Паршивое слово. Неизвестность угнетает, если не верить в счастливое будущее. А я не верю.
– Да. – Наклонившись, она упирается подбородком в мое плечо. Улыбка растягивается молодым месяцем. – Ничего не бойся, ладно? Все будет хорошо.
– Что случилось?
Рене глотает воздух, наполняет себя, утяжеляет, будто боится, что земное притяжение подведет ее.
– Прости меня, детка.
Только сейчас я замечаю, что ее правая рука прячется в кармане, очерчивающем форму шприца.
– Рене…
Теперь я знаю, что такое гнилая тишина.
– Прости, – повторяет Утешительница.
Я пытаюсь подняться, но она обхватывает меня и прижимает к спинке стула.
– Не надо, прошу, – лепечу я.
– Мы подчиняемся им, – каркает Рене. – Я же просила, Шейра. О боги, я же просила не высовываться.
Она вкалывает мне в шею прозрачную жидкость. Я мгновенно слепну. Кожа деревенеет. По венам расползаются змеи – сильные, ядовитые, голодные.
– Прости, детка. Если после этого сможешь прощать.
Звук выключается. Мой канал рассыпается на тысячи серых точек. Кто-то выжидает еще минуту и забывает обо мне. Навсегда.
* * *
Мне снова девять. Я в комнате, увешанной зеркалами. Ни мебели, ни картин, ни окон – в этой коробке лишь я. На моих коленках приютился игрушечный мишка. У него добрые голубые глаза и белая шерсть. Правое ушко вот-вот оторвется. Больно, наверное, расходиться по швам. Я обязана утешить друга.

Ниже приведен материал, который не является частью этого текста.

//! Repository layer: entity-scoped database operations.
//!
//! One sub-module per table; all public functions are re-exported here.

mod appointment;
mod convert;
mod doctor;
mod patient;
mod schedule;
mod service;
mod user;

pub use appointment::*;
pub use convert::now_timestamp;
pub use doctor::*;
pub use patient::*;
pub use schedule::*;
pub use service::*;
pub use user::*;

/// Shared fixtures for repository and service-layer tests.
#[cfg(test)]
pub(crate) mod tests {
    use chrono::{NaiveDate, NaiveDateTime, NaiveTime};
    use rusqlite::Connection;
    use uuid::Uuid;

    use super::*;
    use crate::models::*;

    pub fn ts(s: &str) -> NaiveDateTime {
        NaiveDateTime::parse_from_str(s, "%Y-%m-%d %H:%M:%S").unwrap()
    }

    pub fn make_patient(conn: &Connection, last_name: &str, phone: &str) -> Patient {
        let patient = Patient::new(
            PatientInput {
                first_name: "Ivan".into(),
                last_name: last_name.into(),
                phone: phone.into(),
                ..Default::default()
            },
            now_timestamp(),
        );
        insert_patient(conn, &patient).unwrap();
        patient
    }

    pub fn make_doctor(conn: &Connection, last_name: &str, specialization: &str) -> Doctor {
        let doctor = Doctor::new(
            DoctorInput {
                first_name: "Anna".into(),
                last_name: last_name.into(),
                middle_name: String::new(),
                specialization: specialization.into(),
                license_number: "LIC-001".into(),
                phone: String::new(),
                email: String::new(),
                is_active: true,
            },
            ts("2025-01-01 08:00:00"),
        );
        insert_doctor(conn, &doctor).unwrap();
        doctor
    }

    pub fn make_service(conn: &Connection, name: &str) -> Service {
        let service = Service::new(ServiceInput {
            name: name.into(),
            description: String::new(),
            duration_minutes: 30,
            price_minor: 150_000,
            is_active: true,
        });
        insert_service(conn, &service).unwrap();
        service
    }

    pub fn make_user_value(username: &str, role: UserRole) -> User {
        User {
            id: Uuid::new_v4(),
            username: username.into(),
            password_hash: "pbkdf2$1$c2FsdA$aGFzaA".into(),
            role,
            full_name: String::new(),
            email: String::new(),
            is_active: true,
            created_at: ts("2025-01-01 08:00:00"),
        }
    }

    pub fn make_user(conn: &Connection, username: &str, role: UserRole) -> User {
        let user = make_user_value(username, role);
        insert_user(conn, &user).unwrap();
        user
    }

    /// A patient, a therapist and a consultation, on a fixed Monday.
    pub struct Fixture {
        pub patient: Patient,
        pub doctor: Doctor,
        pub service: Service,
        pub date: NaiveDate,
    }

    impl Fixture {
        pub fn new(conn: &Connection) -> Self {
            Self {
                patient: make_patient(conn, "Ivanov", "89161234567"),
                doctor: make_doctor(conn, "Smirnova", "Therapist"),
                service: make_service(conn, "Consultation"),
                date: NaiveDate::from_ymd_opt(2025, 3, 10).unwrap(),
            }
        }

        pub fn appointment(&self, conn: &Connection, time: &str, status: AppointmentStatus) -> Appointment {
            self.appointment_on(conn, self.date, time, status)
        }

        pub fn appointment_on(
            &self,
            conn: &Connection,
            date: NaiveDate,
            time: &str,
            status: AppointmentStatus,
        ) -> Appointment {
            let appointment = Appointment {
                id: Uuid::new_v4(),
                patient_id: self.patient.id,
                doctor_id: self.doctor.id,
                service_id: self.service.id,
                appointment_date: date,
                appointment_time: NaiveTime::parse_from_str(time, "%H:%M:%S").unwrap(),
                status,
                created_at: ts("2025-03-01 09:00:00"),
                updated_at: ts("2025-03-01 09:00:00"),
            };
            insert_appointment(conn, &appointment).unwrap();
            appointment
        }
    }
}
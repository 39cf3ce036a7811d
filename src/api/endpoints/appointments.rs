//! Appointment endpoints.
//!
//! - `GET /api/appointments`: one day (`?date=`, default today) or a
//!   range (`?from=&to=`)
//! - `POST /api/appointments`: book a free slot
//! - `GET|DELETE /api/appointments/:id`
//! - `PUT /api/appointments/:id/status`, `POST /api/appointments/:id/cancel`

use axum::extract::{Path, Query, State};
use axum::http::StatusCode;
use axum::{Extension, Json};
use chrono::{Local, NaiveDate};
use serde::{Deserialize, Serialize};

use crate::api::error::ApiError;
use crate::api::types::{parse_id, ApiContext, UserContext};
use crate::booking::{self, BookingRequest};
use crate::db;
use crate::models::{AppointmentStatus, AppointmentView, UserRole};
use crate::validation;

#[derive(Debug, Default, Deserialize)]
pub struct AppointmentQuery {
    pub date: Option<NaiveDate>,
    pub from: Option<NaiveDate>,
    pub to: Option<NaiveDate>,
}

#[derive(Serialize)]
pub struct AppointmentsResponse {
    pub appointments: Vec<AppointmentView>,
}

/// `GET /api/appointments`
pub async fn list(
    State(ctx): State<ApiContext>,
    Query(query): Query<AppointmentQuery>,
) -> Result<Json<AppointmentsResponse>, ApiError> {
    let conn = ctx.core.open_db()?;
    let appointments = match (query.from, query.to) {
        (Some(from), Some(to)) => {
            validation::validate_date_range(from, to)?;
            db::list_appointments_by_date_range(&conn, from, to)?
        }
        (None, None) => {
            let date = query.date.unwrap_or_else(|| Local::now().date_naive());
            db::list_appointments_by_date(&conn, date)?
        }
        _ => {
            return Err(ApiError::BadRequest(
                "Both 'from' and 'to' are required for a date range".into(),
            ))
        }
    };
    Ok(Json(AppointmentsResponse { appointments }))
}

fn view(conn: &rusqlite::Connection, id: &uuid::Uuid) -> Result<AppointmentView, ApiError> {
    db::get_appointment_view(conn, id)?
        .ok_or_else(|| ApiError::NotFound(format!("Appointment {id} not found")))
}

/// `POST /api/appointments`
pub async fn create(
    State(ctx): State<ApiContext>,
    Extension(user): Extension<UserContext>,
    Json(request): Json<BookingRequest>,
) -> Result<(StatusCode, Json<AppointmentView>), ApiError> {
    user.require(UserRole::Receptionist)?;
    let mut conn = ctx.core.open_db()?;
    let appointment = booking::book_appointment(&mut conn, &request, Local::now().naive_local())?;
    Ok((StatusCode::CREATED, Json(view(&conn, &appointment.id)?)))
}

/// `GET /api/appointments/:id`
pub async fn detail(
    State(ctx): State<ApiContext>,
    Path(id): Path<String>,
) -> Result<Json<AppointmentView>, ApiError> {
    let id = parse_id(&id)?;
    let conn = ctx.core.open_db()?;
    Ok(Json(view(&conn, &id)?))
}

#[derive(Deserialize)]
pub struct StatusChange {
    pub status: AppointmentStatus,
}

/// `PUT /api/appointments/:id/status`
pub async fn update_status(
    State(ctx): State<ApiContext>,
    Extension(user): Extension<UserContext>,
    Path(id): Path<String>,
    Json(change): Json<StatusChange>,
) -> Result<Json<AppointmentView>, ApiError> {
    user.require(UserRole::Receptionist)?;
    let id = parse_id(&id)?;
    let conn = ctx.core.open_db()?;
    db::update_appointment_status(&conn, &id, change.status)?;
    Ok(Json(view(&conn, &id)?))
}

/// `POST /api/appointments/:id/cancel`
pub async fn cancel(
    State(ctx): State<ApiContext>,
    Extension(user): Extension<UserContext>,
    Path(id): Path<String>,
) -> Result<Json<AppointmentView>, ApiError> {
    user.require(UserRole::Receptionist)?;
    let id = parse_id(&id)?;
    let conn = ctx.core.open_db()?;
    db::cancel_appointment(&conn, &id)?;
    Ok(Json(view(&conn, &id)?))
}

/// `DELETE /api/appointments/:id`
pub async fn remove(
    State(ctx): State<ApiContext>,
    Extension(user): Extension<UserContext>,
    Path(id): Path<String>,
) -> Result<StatusCode, ApiError> {
    user.require(UserRole::Receptionist)?;
    let id = parse_id(&id)?;
    let mut conn = ctx.core.open_db()?;
    db::delete_appointment(&mut conn, &id)?;
    Ok(StatusCode::NO_CONTENT)
}
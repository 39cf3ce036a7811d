//! Display-only formatting shared by the entity models.

use chrono::{NaiveDate, NaiveTime};

pub const NOT_SPECIFIED: &str = "Not specified";

/// "Last First Middle", skipping blank parts.
pub fn full_name(last: &str, first: &str, middle: &str) -> String {
    let parts: Vec<&str> = [last, first, middle]
        .into_iter()
        .map(str::trim)
        .filter(|p| !p.is_empty())
        .collect();
    if parts.is_empty() {
        NOT_SPECIFIED.to_string()
    } else {
        parts.join(" ")
    }
}

/// "Last F. M."
pub fn short_name(last: &str, first: &str, middle: &str) -> String {
    let mut parts = Vec::new();
    let last = last.trim();
    if !last.is_empty() {
        parts.push(last.to_string());
    }
    for name in [first, middle] {
        if let Some(initial) = name.trim().chars().next() {
            parts.push(format!("{initial}."));
        }
    }
    if parts.is_empty() {
        NOT_SPECIFIED.to_string()
    } else {
        parts.join(" ")
    }
}

/// Digits of a phone number, everything else dropped.
pub fn phone_digits(phone: &str) -> String {
    phone.chars().filter(char::is_ascii_digit).collect()
}

/// Russian national format `+7 (XXX) XXX-XX-XX` for 10-digit numbers and
/// 11-digit numbers with a 7/8 trunk prefix. Anything else is returned as-is.
pub fn format_phone(phone: &str) -> String {
    if phone.trim().is_empty() {
        return NOT_SPECIFIED.to_string();
    }
    let digits = phone_digits(phone);
    let national = match digits.len() {
        11 if digits.starts_with('7') || digits.starts_with('8') => &digits[1..],
        10 => &digits[..],
        _ => return phone.to_string(),
    };
    format!(
        "+7 ({}) {}-{}-{}",
        &national[0..3],
        &national[3..6],
        &national[6..8],
        &national[8..10]
    )
}

pub fn format_date(date: NaiveDate) -> String {
    date.format("%d.%m.%Y").to_string()
}

pub fn format_time(time: NaiveTime) -> String {
    time.format("%H:%M").to_string()
}

pub fn active_label(is_active: bool) -> &'static str {
    if is_active {
        "Active"
    } else {
        "Inactive"
    }
}
//! Available appointment slots for a doctor on a date.
//!
//! A slot is a 30-minute candidate start time inside one of the doctor's
//! active weekly working windows for that weekday. Candidates within one
//! minute of an already booked start time are removed.

use chrono::{Duration, NaiveDate, NaiveTime};
use rusqlite::Connection;
use uuid::Uuid;

use crate::db::{self, DatabaseError};
use crate::models::{weekday_of, DoctorSchedule};

pub const SLOT_MINUTES: i64 = 30;

/// Candidates closer than this to a booked time are taken.
const BOOKED_TOLERANCE_SECS: i64 = 60;

/// Slots for one day given its working windows and booked start times.
///
/// Inactive windows are skipped; the rest are walked in start-time order,
/// emitting `start, start + 30m, ...` while the slot still ends within the
/// window. A window shorter than one slot yields nothing.
pub fn available_slots(windows: &[DoctorSchedule], booked: &[NaiveTime]) -> Vec<NaiveTime> {
    let step = Duration::minutes(SLOT_MINUTES);

    let mut active: Vec<&DoctorSchedule> = windows.iter().filter(|w| w.is_active).collect();
    active.sort_by_key(|w| w.start_time);

    let mut slots = Vec::new();
    for window in active {
        let mut candidate = window.start_time;
        loop {
            let (slot_end, wrapped) = candidate.overflowing_add_signed(step);
            if wrapped != 0 || slot_end > window.end_time {
                break;
            }
            if !is_booked(candidate, booked) {
                slots.push(candidate);
            }
            candidate = slot_end;
        }
    }
    slots
}

fn is_booked(candidate: NaiveTime, booked: &[NaiveTime]) -> bool {
    booked
        .iter()
        .any(|b| (candidate - *b).num_seconds().abs() < BOOKED_TOLERANCE_SECS)
}

/// Whether `time` is one of the generated candidates of any active window,
/// ignoring bookings.
pub fn within_working_hours(windows: &[DoctorSchedule], time: NaiveTime) -> bool {
    available_slots(windows, &[]).contains(&time)
}

/// Load windows and bookings for `doctor_id` on `date` and compute its slots.
pub fn available_slots_for(
    conn: &Connection,
    doctor_id: &Uuid,
    date: NaiveDate,
) -> Result<Vec<NaiveTime>, DatabaseError> {
    let windows = db::active_windows(conn, doctor_id, weekday_of(date))?;
    let booked = db::booked_times(conn, doctor_id, date)?;
    let slots = available_slots(&windows, &booked);
    tracing::debug!(
        doctor_id = %doctor_id,
        %date,
        windows = windows.len(),
        booked = booked.len(),
        slots = slots.len(),
        "Computed available slots"
    );
    Ok(slots)
}

#[cfg(test)]
mod tests {
    use super::*;
    use crate::models::ScheduleInput;

    fn t(s: &str) -> NaiveTime {
        NaiveTime::parse_from_str(s, "%H:%M:%S")
            .or_else(|_| NaiveTime::parse_from_str(s, "%H:%M"))
            .unwrap()
    }

    fn window(start: &str, end: &str) -> DoctorSchedule {
        DoctorSchedule::new(
            Uuid::nil(),
            ScheduleInput {
                day_of_week: 1,
                start_time: t(start),
                end_time: t(end),
                is_active: true,
            },
        )
    }

    fn labels(slots: &[NaiveTime]) -> Vec<String> {
        slots.iter().map(|s| s.format("%H:%M").to_string()).collect()
    }

    #[test]
    fn full_window_without_bookings() {
        let slots = available_slots(&[window("09:00", "11:00")], &[]);
        assert_eq!(labels(&slots), vec!["09:00", "09:30", "10:00", "10:30"]);
    }

    #[test]
    fn last_slot_must_fit_before_end() {
        let slots = available_slots(&[window("09:00", "10:45")], &[]);
        assert_eq!(labels(&slots), vec!["09:00", "09:30", "10:00"]);
    }

    #[test]
    fn window_shorter_than_slot_is_empty() {
        assert!(available_slots(&[window("09:00", "09:20")], &[]).is_empty());
    }

    #[test]
    fn booked_times_are_removed() {
        let slots = available_slots(&[window("09:00", "11:00")], &[t("09:30"), t("10:30")]);
        assert_eq!(labels(&slots), vec!["09:00", "10:00"]);
    }

    #[test]
    fn booking_within_a_minute_blocks_candidate() {
        let slots = available_slots(&[window("09:00", "10:00")], &[t("09:00:59")]);
        assert_eq!(labels(&slots), vec!["09:30"]);
    }

    #[test]
    fn booking_a_full_minute_away_does_not_block() {
        let slots = available_slots(&[window("09:00", "10:00")], &[t("09:01:00")]);
        assert_eq!(labels(&slots), vec!["09:00", "09:30"]);
    }

    #[test]
    fn off_grid_booking_blocks_nothing() {
        let slots = available_slots(&[window("09:00", "10:00")], &[t("09:15")]);
        assert_eq!(labels(&slots), vec!["09:00", "09:30"]);
    }

    #[test]
    fn windows_are_walked_in_start_order() {
        let slots = available_slots(
            &[window("14:00", "15:00"), window("09:00", "10:00")],
            &[t("14:30")],
        );
        assert_eq!(labels(&slots), vec!["09:00", "09:30", "14:00"]);
    }

    #[test]
    fn inactive_windows_are_ignored() {
        let mut off = window("09:00", "12:00");
        off.is_active = false;
        assert!(available_slots(&[off], &[]).is_empty());
    }

    #[test]
    fn window_touching_midnight_stops_without_wrapping() {
        let slots = available_slots(&[window("23:00", "23:59:59")], &[]);
        assert_eq!(labels(&slots), vec!["23:00"]);
    }

    #[test]
    fn unaligned_window_start_keeps_its_own_grid() {
        let slots = available_slots(&[window("09:15", "10:15")], &[]);
        assert_eq!(labels(&slots), vec!["09:15", "09:45"]);
    }

    #[test]
    fn working_hours_check() {
        let w = [window("09:00", "10:00")];
        assert!(within_working_hours(&w, t("09:30")));
        assert!(!within_working_hours(&w, t("09:15")));
        assert!(!within_working_hours(&w, t("10:00")));
    }

    #[test]
    fn loads_windows_and_bookings_from_db() {
        use crate::db::repository::tests::Fixture;
        use crate::db::{insert_schedule, open_memory_database};
        use crate::models::AppointmentStatus;

        let conn = open_memory_database().unwrap();
        let fx = Fixture::new(&conn);
        let mut monday = window("09:00", "10:30");
        monday.doctor_id = fx.doctor.id;
        insert_schedule(&conn, &monday).unwrap();
        fx.appointment(&conn, "09:30:00", AppointmentStatus::Confirmed);
        fx.appointment(&conn, "10:00:00", AppointmentStatus::Cancelled);

        let slots = available_slots_for(&conn, &fx.doctor.id, fx.date).unwrap();
        assert_eq!(labels(&slots), vec!["09:00", "10:00"]);

        let tuesday = fx.date.succ_opt().unwrap();
        assert!(available_slots_for(&conn, &fx.doctor.id, tuesday).unwrap().is_empty());
    }
}
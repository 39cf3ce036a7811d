//! API error types with structured JSON responses.

use axum::http::StatusCode;
use axum::response::{IntoResponse, Response};
use axum::Json;
use serde::Serialize;

use crate::accounts::AccountError;
use crate::booking::BookingError;
use crate::core_state::CoreError;
use crate::db::DatabaseError;
use crate::models::UserRole;
use crate::validation::ValidationError;

/// Structured error response body.
#[derive(Debug, Serialize)]
pub struct ErrorBody {
    pub error: ErrorDetail,
}

#[derive(Debug, Serialize)]
pub struct ErrorDetail {
    pub code: &'static str,
    pub message: String,
}

/// API-level errors with HTTP status mapping.
#[derive(Debug, thiserror::Error)]
pub enum ApiError {
    #[error("Authentication required")]
    Unauthorized,
    #[error("Invalid username or password")]
    InvalidCredentials,
    #[error("Requires role {0}")]
    Forbidden(UserRole),
    #[error("Rate limit exceeded")]
    RateLimited { retry_after: u64 },
    #[error("Not found: {0}")]
    NotFound(String),
    #[error("Conflict: {0}")]
    Conflict(String),
    #[error("Validation failed: {0}")]
    Validation(String),
    #[error("Invalid request: {0}")]
    BadRequest(String),
    #[error("Internal error: {0}")]
    Internal(String),
}

impl IntoResponse for ApiError {
    fn into_response(self) -> Response {
        let (status, code, message) = match &self {
            ApiError::Unauthorized => (
                StatusCode::UNAUTHORIZED,
                "AUTH_REQUIRED",
                "Authentication required".to_string(),
            ),
            ApiError::InvalidCredentials => (
                StatusCode::UNAUTHORIZED,
                "INVALID_CREDENTIALS",
                "Invalid username or password".to_string(),
            ),
            ApiError::Forbidden(role) => (
                StatusCode::FORBIDDEN,
                "FORBIDDEN",
                format!("This action requires the {} role", role.label()),
            ),
            ApiError::RateLimited { retry_after } => (
                StatusCode::TOO_MANY_REQUESTS,
                "RATE_LIMITED",
                format!("Rate limit exceeded. Retry after {retry_after}s"),
            ),
            ApiError::NotFound(detail) => (StatusCode::NOT_FOUND, "NOT_FOUND", detail.clone()),
            ApiError::Conflict(detail) => (StatusCode::CONFLICT, "CONFLICT", detail.clone()),
            ApiError::Validation(detail) => (
                StatusCode::UNPROCESSABLE_ENTITY,
                "VALIDATION_FAILED",
                detail.clone(),
            ),
            ApiError::BadRequest(detail) => {
                (StatusCode::BAD_REQUEST, "BAD_REQUEST", detail.clone())
            }
            ApiError::Internal(detail) => {
                tracing::error!(detail, "API internal error");
                (
                    StatusCode::INTERNAL_SERVER_ERROR,
                    "INTERNAL",
                    "An internal error occurred".to_string(),
                )
            }
        };

        let body = ErrorBody {
            error: ErrorDetail { code, message },
        };

        let mut response = (status, Json(body)).into_response();
        if let ApiError::RateLimited { retry_after } = &self {
            if let Ok(val) = axum::http::HeaderValue::from_str(&retry_after.to_string()) {
                response.headers_mut().insert("Retry-After", val);
            }
        }
        response
    }
}

impl From<CoreError> for ApiError {
    fn from(err: CoreError) -> Self {
        match err {
            CoreError::LockPoisoned => ApiError::Internal("lock poisoned".into()),
            CoreError::Database(e) => ApiError::Internal(e.to_string()),
        }
    }
}

impl From<DatabaseError> for ApiError {
    fn from(err: DatabaseError) -> Self {
        match err {
            DatabaseError::NotFound { .. } => ApiError::NotFound(err.to_string()),
            DatabaseError::ConstraintViolation(msg) => ApiError::Conflict(msg),
            other => ApiError::Internal(other.to_string()),
        }
    }
}

impl From<ValidationError> for ApiError {
    fn from(err: ValidationError) -> Self {
        ApiError::Validation(err.to_string())
    }
}

impl From<BookingError> for ApiError {
    fn from(err: BookingError) -> Self {
        match err {
            BookingError::Database(e) => e.into(),
            BookingError::PatientNotFound(_) => ApiError::NotFound(err.to_string()),
            BookingError::SlotTaken { .. } => ApiError::Conflict(err.to_string()),
            BookingError::DoctorUnavailable(_)
            | BookingError::ServiceUnavailable(_)
            | BookingError::PastDate(_)
            | BookingError::PastTime(_)
            | BookingError::OutsideWorkingHours { .. } => ApiError::Validation(err.to_string()),
        }
    }
}

impl From<AccountError> for ApiError {
    fn from(err: AccountError) -> Self {
        match err {
            AccountError::Validation(e) => e.into(),
            AccountError::Database(e) => e.into(),
            AccountError::Crypto(e) => ApiError::Internal(e.to_string()),
        }
    }
}

#[cfg(test)]
mod tests {
    use super::*;
    use axum::body::to_bytes;

    async fn body_json(response: Response) -> serde_json::Value {
        let body = to_bytes(response.into_body(), 4096).await.unwrap();
        serde_json::from_slice(&body).unwrap()
    }

    #[tokio::test]
    async fn unauthorized_returns_401() {
        let response = ApiError::Unauthorized.into_response();
        assert_eq!(response.status(), StatusCode::UNAUTHORIZED);
        assert_eq!(body_json(response).await["error"]["code"], "AUTH_REQUIRED");
    }

    #[tokio::test]
    async fn forbidden_names_required_role() {
        let response = ApiError::Forbidden(UserRole::Admin).into_response();
        assert_eq!(response.status(), StatusCode::FORBIDDEN);
        let json = body_json(response).await;
        assert!(json["error"]["message"].as_str().unwrap().contains("Administrator"));
    }

    #[tokio::test]
    async fn rate_limited_returns_429_with_retry_after() {
        let response = ApiError::RateLimited { retry_after: 60 }.into_response();
        assert_eq!(response.status(), StatusCode::TOO_MANY_REQUESTS);
        assert_eq!(response.headers().get("Retry-After").unwrap(), "60");
    }

    #[tokio::test]
    async fn internal_hides_details() {
        let response = ApiError::Internal("something broke".into()).into_response();
        assert_eq!(response.status(), StatusCode::INTERNAL_SERVER_ERROR);
        let json = body_json(response).await;
        assert_eq!(json["error"]["message"], "An internal error occurred");
    }

    #[tokio::test]
    async fn database_errors_map_by_kind() {
        let not_found: ApiError = DatabaseError::not_found("Patient", "x").into();
        assert_eq!(not_found.into_response().status(), StatusCode::NOT_FOUND);

        let conflict: ApiError = DatabaseError::ConstraintViolation("busy".into()).into();
        assert_eq!(conflict.into_response().status(), StatusCode::CONFLICT);

        let other: ApiError = DatabaseError::InvalidEnum {
            field: "status".into(),
            value: "x".into(),
        }
        .into();
        assert_eq!(other.into_response().status(), StatusCode::INTERNAL_SERVER_ERROR);
    }

    #[tokio::test]
    async fn validation_returns_422() {
        let err: ApiError = ValidationError::InvalidPhone.into();
        let response = err.into_response();
        assert_eq!(response.status(), StatusCode::UNPROCESSABLE_ENTITY);
        assert_eq!(body_json(response).await["error"]["code"], "VALIDATION_FAILED");
    }

    #[tokio::test]
    async fn booking_errors_map_to_conflict_or_validation() {
        let taken: ApiError = BookingError::SlotTaken {
            date: chrono::NaiveDate::from_ymd_opt(2025, 3, 10).unwrap(),
            time: chrono::NaiveTime::from_hms_opt(9, 0, 0).unwrap(),
        }
        .into();
        assert_eq!(taken.into_response().status(), StatusCode::CONFLICT);
        let past: ApiError =
            BookingError::PastDate(chrono::NaiveDate::from_ymd_opt(2020, 1, 1).unwrap()).into();
        assert_eq!(past.into_response().status(), StatusCode::UNPROCESSABLE_ENTITY);
    }
}
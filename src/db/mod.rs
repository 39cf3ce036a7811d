pub mod sqlite;
pub mod repository;

pub use sqlite::*;
pub use repository::*;

use thiserror::Error;

#[derive(Error, Debug)]
pub enum DatabaseError {
    #[error("SQLite error: {0}")]
    Sqlite(#[from] rusqlite::Error),

    #[error("Entity not found: {entity_type} with id {id}")]
    NotFound { entity_type: String, id: String },

    #[error("Invalid enum value for {field}: {value}")]
    InvalidEnum { field: String, value: String },

    #[error("Migration failed at version {version}: {reason}")]
    MigrationFailed { version: i64, reason: String },

    #[error("Constraint violated: {0}")]
    ConstraintViolation(String),
}

impl DatabaseError {
    pub(crate) fn not_found(entity_type: &str, id: impl ToString) -> Self {
        Self::NotFound {
            entity_type: entity_type.to_string(),
            id: id.to_string(),
        }
    }
}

Я хватаю шприц, закатившийся в темный угол. Мишке страшно. Глажу беднягу по спинке и – вкалываю ему лекарство. В шею. На месте ранки появляется красное пятнышко. Я моргаю часто-часто, смахиваю ресничками алую точку, растушевываю ими комнату. Видение не исчезает. Вновь тыкаю в мишку шприцом. Вновь.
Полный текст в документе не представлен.